• _REQUIRED ACTION_
Copy each line containing the word "their" from the records that follow, please.

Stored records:
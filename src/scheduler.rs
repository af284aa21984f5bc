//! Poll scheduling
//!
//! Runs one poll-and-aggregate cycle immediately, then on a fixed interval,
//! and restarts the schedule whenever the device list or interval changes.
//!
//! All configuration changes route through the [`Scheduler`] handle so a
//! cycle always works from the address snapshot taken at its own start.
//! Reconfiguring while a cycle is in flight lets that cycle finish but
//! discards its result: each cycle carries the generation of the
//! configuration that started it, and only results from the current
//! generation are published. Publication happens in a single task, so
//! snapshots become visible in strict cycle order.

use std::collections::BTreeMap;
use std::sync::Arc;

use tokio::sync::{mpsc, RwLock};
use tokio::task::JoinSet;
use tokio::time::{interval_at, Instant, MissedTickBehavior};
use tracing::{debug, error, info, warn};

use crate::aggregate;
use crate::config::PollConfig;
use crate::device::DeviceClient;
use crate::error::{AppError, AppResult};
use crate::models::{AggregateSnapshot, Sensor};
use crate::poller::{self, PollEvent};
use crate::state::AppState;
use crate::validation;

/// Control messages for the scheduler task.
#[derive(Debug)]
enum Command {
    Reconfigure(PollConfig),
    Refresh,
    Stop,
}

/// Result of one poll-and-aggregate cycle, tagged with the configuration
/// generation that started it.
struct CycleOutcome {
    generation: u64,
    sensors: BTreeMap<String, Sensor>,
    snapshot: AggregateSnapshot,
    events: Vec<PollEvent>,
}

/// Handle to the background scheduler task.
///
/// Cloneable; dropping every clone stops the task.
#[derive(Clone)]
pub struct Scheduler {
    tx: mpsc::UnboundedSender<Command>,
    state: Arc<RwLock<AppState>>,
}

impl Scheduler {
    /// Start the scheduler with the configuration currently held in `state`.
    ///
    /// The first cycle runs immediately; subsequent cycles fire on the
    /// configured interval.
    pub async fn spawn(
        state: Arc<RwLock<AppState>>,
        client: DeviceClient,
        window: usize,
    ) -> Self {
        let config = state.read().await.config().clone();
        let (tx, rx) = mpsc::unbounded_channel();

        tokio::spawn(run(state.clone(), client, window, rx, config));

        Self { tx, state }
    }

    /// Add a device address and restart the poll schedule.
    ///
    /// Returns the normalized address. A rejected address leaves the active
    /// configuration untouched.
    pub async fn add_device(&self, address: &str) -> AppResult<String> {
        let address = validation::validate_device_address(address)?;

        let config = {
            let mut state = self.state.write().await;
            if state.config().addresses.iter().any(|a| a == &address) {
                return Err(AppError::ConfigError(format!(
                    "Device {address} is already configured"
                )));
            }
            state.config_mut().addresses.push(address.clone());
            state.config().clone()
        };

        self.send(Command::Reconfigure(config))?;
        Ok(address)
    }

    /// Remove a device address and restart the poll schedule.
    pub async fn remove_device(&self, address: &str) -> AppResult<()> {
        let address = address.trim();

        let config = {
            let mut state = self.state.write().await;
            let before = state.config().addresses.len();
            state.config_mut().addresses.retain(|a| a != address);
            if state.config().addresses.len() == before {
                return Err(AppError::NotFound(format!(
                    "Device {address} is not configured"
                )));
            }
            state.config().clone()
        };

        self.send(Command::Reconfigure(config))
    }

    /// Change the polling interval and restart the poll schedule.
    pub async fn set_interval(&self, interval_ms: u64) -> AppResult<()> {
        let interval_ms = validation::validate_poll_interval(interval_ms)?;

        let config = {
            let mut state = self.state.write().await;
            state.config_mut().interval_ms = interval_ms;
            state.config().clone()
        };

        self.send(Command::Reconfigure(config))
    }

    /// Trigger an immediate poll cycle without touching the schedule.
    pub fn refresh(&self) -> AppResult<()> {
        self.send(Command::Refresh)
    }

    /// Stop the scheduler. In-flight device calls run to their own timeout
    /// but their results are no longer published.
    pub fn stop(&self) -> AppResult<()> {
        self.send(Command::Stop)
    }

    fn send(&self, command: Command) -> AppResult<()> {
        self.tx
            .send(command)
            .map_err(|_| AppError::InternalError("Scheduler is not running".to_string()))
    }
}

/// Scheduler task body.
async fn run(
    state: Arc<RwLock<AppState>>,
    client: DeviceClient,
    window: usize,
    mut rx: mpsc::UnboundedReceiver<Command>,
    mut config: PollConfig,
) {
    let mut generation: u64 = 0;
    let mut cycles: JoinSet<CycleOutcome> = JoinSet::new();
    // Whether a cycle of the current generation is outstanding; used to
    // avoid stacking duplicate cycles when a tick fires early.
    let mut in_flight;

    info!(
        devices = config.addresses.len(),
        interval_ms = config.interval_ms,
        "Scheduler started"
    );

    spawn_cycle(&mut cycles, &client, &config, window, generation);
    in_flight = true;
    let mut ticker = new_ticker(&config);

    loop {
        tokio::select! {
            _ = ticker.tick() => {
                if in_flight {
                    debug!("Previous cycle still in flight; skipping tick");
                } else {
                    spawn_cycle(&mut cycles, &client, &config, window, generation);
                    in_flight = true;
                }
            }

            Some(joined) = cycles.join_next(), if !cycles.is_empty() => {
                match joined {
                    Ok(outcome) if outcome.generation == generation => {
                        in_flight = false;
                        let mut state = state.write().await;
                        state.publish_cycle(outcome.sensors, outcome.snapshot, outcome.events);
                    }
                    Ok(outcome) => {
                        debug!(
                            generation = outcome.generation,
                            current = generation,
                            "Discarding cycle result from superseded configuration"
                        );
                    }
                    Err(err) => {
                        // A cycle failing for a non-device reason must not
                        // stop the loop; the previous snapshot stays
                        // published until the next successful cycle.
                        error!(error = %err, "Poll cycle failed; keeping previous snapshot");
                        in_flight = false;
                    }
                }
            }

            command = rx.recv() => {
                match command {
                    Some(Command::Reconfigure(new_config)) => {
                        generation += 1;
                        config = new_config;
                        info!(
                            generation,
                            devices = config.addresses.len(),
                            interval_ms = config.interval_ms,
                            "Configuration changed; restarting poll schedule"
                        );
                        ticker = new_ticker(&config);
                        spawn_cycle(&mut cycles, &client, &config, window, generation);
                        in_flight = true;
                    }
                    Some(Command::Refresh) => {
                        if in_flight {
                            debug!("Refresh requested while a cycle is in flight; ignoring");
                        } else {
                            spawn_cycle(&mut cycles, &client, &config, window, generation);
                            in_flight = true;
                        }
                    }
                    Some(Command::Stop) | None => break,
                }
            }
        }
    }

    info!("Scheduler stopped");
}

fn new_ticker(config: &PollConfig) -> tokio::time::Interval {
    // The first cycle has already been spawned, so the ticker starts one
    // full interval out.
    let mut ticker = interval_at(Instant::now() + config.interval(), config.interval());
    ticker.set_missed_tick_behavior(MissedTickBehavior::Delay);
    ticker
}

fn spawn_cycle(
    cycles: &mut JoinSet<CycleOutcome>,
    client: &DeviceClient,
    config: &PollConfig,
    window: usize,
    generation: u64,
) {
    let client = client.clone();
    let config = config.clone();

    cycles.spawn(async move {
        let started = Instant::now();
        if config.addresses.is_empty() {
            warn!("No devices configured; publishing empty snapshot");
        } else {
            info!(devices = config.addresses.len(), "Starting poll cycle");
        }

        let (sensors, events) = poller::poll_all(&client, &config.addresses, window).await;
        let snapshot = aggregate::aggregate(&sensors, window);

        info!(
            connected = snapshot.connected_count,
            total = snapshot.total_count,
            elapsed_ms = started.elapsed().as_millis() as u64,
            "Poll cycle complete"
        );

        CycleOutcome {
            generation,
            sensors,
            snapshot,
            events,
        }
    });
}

---

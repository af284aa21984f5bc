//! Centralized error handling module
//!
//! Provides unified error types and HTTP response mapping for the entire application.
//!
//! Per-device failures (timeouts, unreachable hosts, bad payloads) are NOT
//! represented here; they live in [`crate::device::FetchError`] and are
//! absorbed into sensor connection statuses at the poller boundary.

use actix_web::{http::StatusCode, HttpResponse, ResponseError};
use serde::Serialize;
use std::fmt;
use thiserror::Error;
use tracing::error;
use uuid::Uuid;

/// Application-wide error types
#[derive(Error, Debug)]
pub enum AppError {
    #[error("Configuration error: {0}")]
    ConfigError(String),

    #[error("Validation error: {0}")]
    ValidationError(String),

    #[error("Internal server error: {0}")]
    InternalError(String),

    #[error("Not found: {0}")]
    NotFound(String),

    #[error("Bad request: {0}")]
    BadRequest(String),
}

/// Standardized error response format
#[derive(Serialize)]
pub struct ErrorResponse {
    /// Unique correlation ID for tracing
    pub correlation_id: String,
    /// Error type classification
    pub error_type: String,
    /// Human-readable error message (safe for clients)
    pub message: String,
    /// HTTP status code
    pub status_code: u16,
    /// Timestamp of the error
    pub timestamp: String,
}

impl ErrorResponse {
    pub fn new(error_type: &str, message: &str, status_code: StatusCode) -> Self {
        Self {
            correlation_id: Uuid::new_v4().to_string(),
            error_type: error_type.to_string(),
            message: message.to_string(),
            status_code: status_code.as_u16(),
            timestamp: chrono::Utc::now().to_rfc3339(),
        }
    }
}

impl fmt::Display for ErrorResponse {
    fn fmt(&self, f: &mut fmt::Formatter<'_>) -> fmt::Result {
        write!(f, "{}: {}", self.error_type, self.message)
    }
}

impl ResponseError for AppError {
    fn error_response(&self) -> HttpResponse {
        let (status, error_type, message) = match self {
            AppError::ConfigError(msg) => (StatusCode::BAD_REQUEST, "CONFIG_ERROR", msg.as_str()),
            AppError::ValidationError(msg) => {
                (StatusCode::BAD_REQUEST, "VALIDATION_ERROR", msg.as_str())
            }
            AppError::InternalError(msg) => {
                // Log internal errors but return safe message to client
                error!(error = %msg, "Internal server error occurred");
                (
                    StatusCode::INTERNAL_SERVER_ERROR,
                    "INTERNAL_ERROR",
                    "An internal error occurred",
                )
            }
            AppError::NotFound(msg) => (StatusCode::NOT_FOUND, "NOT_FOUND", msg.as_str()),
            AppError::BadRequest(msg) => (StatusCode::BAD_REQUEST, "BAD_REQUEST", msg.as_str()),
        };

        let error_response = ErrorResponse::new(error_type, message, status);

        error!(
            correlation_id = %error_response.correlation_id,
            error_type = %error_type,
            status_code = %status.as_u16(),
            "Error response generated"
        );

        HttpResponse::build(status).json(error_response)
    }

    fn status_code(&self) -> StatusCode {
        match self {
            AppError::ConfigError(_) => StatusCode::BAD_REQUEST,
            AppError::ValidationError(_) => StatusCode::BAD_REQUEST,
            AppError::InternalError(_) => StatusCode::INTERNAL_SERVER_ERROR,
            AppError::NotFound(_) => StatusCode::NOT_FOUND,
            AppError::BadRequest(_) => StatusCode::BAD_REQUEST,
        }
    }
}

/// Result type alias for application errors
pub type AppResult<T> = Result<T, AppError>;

• _RESULT FOR THIS EXERCISE_
    /// Stop the scheduler. In-flight device calls run to their own timeout
    /// but their results are no longer published.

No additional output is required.